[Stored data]

——

//! Configuration commands.

use std::path::Path;

use crate::config::AppConfig;
use crate::error::{ClientError, ClientResult};
use crate::secret;

/// Dump the effective configuration to stdout.
pub fn dump(config: &AppConfig, path: &Path) -> ClientResult<()> {
    let toml_str = toml::to_string_pretty(config)
        .map_err(|e| ClientError::Output(format!("failed to serialize config: {}", e)))?;
    println!("# config.toml ({})", path.display());
    println!("{}", toml_str);
    Ok(())
}

/// Validate the configuration, including secret references.
pub fn validate(config: &AppConfig) -> ClientResult<()> {
    config.validate()?;

    let tokens = [
        config.ics.bearer_token.as_deref(),
        config.oauth.as_ref().and_then(|s| s.access_token.as_deref()),
        config
            .service_account
            .as_ref()
            .and_then(|s| s.access_token.as_deref()),
    ];
    for token in tokens.into_iter().flatten() {
        if secret::is_reference(token) {
            secret::resolve(token)?;
        }
    }

    let sources = config.enabled_sources();
    if sources.is_empty() {
        println!("No calendar sources enabled.");
    } else {
        println!("Sources: {}", sources.join(", "));
    }
    println!("Configuration is valid.");
    Ok(())
}

/// Show the configuration file path.
pub fn path(path: &Path) -> ClientResult<()> {
    println!("config: {}", path.display());
    Ok(())
}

——

What you need to do:
Using the entries above, find all lines with "ClientResult". Copy them.

Task solution:
use crate::error::{ClientError, ClientResult};
pub fn dump(config: &AppConfig, path: &Path) -> ClientResult<()> {
pub fn validate(config: &AppConfig) -> ClientResult<()> {
pub fn path(path: &Path) -> ClientResult<()> {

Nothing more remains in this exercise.